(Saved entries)
----

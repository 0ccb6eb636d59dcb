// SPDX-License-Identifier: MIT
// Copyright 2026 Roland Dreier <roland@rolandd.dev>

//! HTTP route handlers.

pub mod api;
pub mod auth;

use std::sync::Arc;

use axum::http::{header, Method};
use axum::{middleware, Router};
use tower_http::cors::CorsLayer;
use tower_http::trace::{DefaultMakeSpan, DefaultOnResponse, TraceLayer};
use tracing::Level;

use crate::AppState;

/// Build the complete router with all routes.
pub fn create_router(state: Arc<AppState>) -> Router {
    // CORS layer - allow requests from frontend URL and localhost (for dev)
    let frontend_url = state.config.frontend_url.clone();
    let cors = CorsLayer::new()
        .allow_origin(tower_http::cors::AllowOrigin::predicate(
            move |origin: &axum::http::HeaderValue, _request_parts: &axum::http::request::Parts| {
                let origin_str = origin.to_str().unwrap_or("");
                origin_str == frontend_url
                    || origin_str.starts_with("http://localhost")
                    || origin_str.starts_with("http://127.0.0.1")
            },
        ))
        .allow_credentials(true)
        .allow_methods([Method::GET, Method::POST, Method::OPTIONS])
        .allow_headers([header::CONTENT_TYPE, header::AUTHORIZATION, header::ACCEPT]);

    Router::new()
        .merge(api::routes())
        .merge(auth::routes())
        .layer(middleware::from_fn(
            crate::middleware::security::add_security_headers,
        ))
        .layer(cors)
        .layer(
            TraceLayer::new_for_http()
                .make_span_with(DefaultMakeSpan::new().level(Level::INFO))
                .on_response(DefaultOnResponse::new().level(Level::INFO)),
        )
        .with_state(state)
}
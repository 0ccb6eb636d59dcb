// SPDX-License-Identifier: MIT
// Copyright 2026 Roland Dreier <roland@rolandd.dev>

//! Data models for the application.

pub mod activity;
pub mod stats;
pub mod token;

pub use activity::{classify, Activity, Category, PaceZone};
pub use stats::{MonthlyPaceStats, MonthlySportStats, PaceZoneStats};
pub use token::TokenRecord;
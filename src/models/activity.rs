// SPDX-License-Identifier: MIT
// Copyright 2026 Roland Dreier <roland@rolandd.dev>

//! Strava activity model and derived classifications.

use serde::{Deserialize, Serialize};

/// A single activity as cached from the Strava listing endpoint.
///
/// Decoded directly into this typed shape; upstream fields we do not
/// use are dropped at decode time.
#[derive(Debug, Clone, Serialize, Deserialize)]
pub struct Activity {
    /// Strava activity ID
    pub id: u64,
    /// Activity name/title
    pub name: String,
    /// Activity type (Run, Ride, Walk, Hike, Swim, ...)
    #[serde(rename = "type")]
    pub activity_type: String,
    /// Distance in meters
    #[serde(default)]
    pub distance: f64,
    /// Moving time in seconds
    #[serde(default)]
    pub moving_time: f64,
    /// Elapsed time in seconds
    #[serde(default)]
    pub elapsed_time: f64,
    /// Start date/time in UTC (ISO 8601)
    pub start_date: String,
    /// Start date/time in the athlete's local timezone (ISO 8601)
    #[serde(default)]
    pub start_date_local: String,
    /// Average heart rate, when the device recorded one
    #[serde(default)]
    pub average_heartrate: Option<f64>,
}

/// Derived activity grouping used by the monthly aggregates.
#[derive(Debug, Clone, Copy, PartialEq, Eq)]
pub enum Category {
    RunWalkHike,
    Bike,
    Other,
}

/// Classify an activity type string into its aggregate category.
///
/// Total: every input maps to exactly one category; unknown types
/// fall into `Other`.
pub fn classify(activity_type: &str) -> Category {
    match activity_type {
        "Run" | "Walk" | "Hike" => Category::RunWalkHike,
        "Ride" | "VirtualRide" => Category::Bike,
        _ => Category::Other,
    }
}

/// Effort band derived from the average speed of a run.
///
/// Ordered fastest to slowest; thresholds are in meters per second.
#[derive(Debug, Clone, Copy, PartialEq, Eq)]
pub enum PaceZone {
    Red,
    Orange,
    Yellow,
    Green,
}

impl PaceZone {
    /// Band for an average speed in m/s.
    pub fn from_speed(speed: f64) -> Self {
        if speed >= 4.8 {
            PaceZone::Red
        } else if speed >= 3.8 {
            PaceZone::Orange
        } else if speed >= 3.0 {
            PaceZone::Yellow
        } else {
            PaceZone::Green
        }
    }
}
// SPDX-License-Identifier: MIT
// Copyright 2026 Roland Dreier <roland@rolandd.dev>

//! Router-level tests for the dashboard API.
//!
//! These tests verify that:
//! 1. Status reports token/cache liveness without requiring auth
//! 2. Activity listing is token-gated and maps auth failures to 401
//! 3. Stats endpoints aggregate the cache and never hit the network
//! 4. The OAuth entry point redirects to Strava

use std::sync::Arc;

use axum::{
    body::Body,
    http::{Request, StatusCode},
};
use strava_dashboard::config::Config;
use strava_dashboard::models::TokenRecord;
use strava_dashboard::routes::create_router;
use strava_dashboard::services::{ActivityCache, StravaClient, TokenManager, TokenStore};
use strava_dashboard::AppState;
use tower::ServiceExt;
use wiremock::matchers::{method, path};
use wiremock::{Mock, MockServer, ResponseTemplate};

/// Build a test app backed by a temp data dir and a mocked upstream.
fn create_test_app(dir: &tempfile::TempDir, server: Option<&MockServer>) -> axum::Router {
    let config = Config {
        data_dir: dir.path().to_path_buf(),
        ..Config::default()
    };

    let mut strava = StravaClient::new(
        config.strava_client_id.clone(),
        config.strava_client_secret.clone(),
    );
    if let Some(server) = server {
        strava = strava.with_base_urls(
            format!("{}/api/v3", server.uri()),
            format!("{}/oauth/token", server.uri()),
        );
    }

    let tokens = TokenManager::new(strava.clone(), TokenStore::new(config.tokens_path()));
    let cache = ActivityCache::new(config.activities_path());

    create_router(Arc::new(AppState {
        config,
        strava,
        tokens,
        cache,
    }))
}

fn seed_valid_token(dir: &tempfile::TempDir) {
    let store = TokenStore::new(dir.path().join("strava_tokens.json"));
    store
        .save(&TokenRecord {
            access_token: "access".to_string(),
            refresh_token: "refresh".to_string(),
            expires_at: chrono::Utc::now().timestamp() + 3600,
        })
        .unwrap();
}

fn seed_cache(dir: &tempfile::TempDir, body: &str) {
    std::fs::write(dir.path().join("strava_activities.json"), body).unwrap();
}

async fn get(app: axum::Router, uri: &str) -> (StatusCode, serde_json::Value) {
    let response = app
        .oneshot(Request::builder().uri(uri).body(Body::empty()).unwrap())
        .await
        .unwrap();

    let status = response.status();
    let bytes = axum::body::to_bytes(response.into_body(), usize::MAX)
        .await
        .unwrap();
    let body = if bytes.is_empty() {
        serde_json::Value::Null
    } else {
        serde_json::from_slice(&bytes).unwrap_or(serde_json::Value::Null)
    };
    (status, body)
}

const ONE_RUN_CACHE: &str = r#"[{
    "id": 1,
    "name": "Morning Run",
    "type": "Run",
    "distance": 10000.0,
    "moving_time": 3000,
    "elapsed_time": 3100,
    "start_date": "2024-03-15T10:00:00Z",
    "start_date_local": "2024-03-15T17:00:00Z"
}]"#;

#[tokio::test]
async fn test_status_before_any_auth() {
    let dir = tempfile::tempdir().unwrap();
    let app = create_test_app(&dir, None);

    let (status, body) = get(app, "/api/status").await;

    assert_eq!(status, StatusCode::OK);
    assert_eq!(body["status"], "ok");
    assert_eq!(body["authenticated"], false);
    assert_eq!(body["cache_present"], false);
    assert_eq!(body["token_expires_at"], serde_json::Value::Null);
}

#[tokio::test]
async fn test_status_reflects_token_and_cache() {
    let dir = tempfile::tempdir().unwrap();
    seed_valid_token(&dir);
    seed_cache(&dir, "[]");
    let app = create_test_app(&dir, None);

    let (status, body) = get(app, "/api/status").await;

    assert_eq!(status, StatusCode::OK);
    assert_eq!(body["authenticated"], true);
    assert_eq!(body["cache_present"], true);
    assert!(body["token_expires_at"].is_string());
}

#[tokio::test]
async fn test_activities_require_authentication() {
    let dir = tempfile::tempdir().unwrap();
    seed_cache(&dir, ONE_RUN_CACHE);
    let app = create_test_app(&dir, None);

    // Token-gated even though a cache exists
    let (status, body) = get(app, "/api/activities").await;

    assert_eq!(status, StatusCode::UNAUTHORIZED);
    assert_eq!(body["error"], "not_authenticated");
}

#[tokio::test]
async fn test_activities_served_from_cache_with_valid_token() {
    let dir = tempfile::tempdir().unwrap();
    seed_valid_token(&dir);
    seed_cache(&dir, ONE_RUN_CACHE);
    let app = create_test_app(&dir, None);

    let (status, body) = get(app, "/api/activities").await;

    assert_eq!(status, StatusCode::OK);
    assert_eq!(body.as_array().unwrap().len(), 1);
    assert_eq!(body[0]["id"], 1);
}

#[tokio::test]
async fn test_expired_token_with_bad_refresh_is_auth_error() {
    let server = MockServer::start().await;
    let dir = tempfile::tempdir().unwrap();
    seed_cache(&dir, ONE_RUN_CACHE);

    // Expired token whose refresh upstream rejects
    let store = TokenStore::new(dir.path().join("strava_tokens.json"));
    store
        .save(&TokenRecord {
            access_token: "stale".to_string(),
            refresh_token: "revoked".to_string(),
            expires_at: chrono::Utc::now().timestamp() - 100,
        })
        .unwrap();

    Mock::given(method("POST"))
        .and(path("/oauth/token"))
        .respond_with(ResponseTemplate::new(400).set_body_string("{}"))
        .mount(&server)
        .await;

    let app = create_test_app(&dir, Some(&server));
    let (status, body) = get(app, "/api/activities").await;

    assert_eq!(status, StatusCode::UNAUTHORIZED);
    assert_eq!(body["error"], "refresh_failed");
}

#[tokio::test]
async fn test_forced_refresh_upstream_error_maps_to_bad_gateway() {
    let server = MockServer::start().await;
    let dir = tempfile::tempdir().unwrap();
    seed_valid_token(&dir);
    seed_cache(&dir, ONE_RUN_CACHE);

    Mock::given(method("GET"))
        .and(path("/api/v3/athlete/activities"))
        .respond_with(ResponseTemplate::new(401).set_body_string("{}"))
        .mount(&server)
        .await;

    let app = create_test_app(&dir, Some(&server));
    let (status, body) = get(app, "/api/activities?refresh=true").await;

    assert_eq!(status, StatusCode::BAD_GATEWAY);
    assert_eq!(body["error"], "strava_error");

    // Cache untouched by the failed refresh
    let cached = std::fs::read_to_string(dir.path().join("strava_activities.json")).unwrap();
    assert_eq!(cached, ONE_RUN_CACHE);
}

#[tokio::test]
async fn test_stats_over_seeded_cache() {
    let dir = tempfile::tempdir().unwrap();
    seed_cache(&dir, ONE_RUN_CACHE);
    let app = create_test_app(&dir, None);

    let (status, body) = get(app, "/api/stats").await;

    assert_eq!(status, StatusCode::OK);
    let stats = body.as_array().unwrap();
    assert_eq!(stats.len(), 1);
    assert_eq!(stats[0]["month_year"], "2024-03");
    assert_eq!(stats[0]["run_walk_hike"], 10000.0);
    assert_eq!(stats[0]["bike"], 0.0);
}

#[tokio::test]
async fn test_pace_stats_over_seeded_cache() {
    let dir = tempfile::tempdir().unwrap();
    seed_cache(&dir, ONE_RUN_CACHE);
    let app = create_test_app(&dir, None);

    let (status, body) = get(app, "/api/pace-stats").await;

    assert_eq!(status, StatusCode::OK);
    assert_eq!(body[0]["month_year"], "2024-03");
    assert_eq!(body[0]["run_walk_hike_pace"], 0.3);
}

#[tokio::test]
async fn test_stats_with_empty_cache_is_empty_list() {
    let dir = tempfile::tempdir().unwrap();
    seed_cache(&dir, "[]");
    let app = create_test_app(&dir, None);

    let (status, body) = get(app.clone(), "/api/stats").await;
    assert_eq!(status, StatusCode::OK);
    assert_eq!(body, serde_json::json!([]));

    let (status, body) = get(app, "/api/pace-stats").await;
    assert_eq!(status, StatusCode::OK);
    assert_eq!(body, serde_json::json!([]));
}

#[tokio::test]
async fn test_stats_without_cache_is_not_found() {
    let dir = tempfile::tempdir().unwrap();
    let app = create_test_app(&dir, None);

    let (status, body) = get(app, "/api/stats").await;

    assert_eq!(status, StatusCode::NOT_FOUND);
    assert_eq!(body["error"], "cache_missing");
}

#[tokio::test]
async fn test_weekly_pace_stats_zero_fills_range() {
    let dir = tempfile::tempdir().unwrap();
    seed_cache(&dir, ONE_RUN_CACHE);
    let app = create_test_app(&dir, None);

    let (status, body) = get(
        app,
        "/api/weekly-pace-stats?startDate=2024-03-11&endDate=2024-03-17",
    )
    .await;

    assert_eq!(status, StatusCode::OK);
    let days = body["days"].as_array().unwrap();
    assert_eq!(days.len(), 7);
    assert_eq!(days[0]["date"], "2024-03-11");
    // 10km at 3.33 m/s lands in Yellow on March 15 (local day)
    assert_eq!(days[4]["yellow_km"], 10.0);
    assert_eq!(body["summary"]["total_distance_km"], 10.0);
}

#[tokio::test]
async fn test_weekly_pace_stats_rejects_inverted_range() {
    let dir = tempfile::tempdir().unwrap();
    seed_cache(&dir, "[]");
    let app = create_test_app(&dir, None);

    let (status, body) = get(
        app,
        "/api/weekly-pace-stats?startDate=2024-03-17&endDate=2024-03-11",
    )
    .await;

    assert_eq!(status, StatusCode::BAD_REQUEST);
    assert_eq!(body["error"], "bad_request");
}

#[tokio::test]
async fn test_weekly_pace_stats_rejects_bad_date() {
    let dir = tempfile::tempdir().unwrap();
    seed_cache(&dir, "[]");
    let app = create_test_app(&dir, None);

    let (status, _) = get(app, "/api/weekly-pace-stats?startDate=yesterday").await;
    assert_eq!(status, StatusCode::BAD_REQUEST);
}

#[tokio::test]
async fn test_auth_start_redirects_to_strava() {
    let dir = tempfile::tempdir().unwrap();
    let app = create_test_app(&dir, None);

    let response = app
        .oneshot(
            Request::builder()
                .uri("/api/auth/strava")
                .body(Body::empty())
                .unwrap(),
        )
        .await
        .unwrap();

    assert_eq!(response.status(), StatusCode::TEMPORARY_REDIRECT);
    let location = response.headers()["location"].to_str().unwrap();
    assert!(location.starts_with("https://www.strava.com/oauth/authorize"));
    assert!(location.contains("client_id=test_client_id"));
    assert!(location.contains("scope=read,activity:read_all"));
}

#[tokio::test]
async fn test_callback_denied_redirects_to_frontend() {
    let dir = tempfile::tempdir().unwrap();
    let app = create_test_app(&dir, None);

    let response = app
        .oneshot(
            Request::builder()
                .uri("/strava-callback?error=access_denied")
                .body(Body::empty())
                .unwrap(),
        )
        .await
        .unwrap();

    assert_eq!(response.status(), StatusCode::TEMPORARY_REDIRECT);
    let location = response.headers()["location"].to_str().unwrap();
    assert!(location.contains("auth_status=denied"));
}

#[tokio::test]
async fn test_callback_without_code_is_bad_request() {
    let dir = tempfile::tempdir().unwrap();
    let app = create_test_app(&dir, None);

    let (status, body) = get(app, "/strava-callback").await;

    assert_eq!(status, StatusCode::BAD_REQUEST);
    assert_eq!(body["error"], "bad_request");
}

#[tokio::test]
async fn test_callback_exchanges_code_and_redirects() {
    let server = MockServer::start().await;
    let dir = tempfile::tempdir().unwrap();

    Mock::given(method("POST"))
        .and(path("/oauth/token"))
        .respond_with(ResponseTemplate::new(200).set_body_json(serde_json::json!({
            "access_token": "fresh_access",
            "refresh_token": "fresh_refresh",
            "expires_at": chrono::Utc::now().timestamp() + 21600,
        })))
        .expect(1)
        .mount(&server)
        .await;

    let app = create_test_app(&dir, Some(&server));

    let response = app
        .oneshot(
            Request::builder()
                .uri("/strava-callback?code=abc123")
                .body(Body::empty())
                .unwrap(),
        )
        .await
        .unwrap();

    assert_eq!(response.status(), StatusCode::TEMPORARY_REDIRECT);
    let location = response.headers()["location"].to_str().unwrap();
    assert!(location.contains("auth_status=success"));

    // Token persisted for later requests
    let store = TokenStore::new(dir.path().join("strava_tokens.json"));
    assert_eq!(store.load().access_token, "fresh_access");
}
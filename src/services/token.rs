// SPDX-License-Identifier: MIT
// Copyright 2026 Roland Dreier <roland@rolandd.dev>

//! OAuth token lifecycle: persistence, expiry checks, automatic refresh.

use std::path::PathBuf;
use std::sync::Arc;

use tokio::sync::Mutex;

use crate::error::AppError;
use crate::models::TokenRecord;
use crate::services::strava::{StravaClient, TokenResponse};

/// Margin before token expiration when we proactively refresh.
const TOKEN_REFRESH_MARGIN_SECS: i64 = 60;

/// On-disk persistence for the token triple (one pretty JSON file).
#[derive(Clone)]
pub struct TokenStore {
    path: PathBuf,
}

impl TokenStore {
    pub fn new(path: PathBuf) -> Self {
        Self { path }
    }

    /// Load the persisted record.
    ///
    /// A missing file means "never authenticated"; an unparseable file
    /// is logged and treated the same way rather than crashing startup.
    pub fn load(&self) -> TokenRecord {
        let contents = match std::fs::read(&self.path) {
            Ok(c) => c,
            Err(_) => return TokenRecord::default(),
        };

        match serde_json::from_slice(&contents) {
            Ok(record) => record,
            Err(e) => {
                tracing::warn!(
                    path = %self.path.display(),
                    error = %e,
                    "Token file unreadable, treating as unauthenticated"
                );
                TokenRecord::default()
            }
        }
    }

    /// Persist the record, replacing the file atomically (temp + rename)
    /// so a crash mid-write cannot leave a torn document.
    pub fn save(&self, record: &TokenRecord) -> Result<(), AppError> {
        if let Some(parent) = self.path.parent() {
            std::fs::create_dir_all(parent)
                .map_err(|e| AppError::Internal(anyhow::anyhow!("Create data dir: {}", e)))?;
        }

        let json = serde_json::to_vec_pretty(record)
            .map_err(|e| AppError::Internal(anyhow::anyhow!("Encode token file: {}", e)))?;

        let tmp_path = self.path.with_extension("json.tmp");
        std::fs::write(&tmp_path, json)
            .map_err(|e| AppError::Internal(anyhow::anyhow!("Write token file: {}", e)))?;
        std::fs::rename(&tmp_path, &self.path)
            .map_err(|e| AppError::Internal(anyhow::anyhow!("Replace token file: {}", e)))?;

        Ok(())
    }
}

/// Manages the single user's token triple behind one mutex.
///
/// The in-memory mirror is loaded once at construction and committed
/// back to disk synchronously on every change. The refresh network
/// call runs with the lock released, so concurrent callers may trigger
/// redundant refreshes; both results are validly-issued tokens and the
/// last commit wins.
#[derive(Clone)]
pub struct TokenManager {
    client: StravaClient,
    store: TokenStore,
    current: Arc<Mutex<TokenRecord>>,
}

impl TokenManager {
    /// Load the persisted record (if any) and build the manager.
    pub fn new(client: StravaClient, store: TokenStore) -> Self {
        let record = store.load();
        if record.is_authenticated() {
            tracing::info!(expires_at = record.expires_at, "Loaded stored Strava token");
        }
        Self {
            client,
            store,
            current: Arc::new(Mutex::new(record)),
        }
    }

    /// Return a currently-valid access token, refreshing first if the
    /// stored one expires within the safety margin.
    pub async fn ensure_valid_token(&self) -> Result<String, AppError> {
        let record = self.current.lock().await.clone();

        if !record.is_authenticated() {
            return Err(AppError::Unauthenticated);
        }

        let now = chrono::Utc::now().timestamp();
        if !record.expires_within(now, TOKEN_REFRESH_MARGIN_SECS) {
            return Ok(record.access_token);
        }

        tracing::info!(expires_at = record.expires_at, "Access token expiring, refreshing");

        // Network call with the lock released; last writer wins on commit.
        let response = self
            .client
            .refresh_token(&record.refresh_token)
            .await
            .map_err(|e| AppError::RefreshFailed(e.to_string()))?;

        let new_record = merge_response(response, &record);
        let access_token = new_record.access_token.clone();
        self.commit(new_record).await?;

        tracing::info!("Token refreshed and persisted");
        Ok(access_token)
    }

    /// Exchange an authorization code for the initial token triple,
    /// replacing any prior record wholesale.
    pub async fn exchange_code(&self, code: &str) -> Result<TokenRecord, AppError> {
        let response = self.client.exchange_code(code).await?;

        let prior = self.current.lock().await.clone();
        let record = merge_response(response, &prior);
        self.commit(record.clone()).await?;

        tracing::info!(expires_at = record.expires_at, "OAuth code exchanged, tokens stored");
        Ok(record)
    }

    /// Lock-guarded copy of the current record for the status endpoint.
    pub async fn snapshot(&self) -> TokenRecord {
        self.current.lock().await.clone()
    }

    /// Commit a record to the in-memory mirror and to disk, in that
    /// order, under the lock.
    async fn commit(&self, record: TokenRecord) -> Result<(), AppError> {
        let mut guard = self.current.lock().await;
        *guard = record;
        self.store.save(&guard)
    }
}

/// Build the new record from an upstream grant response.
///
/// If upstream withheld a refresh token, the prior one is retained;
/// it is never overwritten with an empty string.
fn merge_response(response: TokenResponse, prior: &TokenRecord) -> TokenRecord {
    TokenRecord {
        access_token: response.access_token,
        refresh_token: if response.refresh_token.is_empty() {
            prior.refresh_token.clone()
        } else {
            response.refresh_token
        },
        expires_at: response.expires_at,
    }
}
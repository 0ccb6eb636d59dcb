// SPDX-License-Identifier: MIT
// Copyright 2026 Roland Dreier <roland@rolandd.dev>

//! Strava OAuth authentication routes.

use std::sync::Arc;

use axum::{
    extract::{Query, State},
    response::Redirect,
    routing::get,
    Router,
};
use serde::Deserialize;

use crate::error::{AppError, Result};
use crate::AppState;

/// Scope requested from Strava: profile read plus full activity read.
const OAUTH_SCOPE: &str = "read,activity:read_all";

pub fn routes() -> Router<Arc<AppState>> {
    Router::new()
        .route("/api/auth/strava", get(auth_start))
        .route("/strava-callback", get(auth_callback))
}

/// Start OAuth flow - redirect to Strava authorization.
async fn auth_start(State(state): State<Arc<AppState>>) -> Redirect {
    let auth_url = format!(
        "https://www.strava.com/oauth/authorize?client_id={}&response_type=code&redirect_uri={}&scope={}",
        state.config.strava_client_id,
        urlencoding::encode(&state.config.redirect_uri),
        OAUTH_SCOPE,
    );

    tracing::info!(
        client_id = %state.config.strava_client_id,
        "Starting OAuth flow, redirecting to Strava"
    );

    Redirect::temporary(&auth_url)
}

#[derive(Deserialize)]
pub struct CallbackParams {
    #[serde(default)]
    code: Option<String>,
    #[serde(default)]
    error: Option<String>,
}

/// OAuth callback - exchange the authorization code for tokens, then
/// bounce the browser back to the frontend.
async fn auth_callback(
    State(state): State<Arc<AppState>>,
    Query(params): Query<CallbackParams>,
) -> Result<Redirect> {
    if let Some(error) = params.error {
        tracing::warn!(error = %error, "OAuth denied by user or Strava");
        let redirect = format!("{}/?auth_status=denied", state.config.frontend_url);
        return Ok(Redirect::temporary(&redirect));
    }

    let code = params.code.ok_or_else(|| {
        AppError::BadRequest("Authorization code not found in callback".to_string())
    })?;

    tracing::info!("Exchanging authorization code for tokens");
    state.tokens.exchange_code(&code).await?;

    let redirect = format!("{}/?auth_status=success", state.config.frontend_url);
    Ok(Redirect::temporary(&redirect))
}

----

- _Work to complete_
Every line above that holds the string "success" should be copied out.

- _Response area_
    assert!(location.contains("auth_status=success"));
    let redirect = format!("{}/?auth_status=success", state.config.frontend_url);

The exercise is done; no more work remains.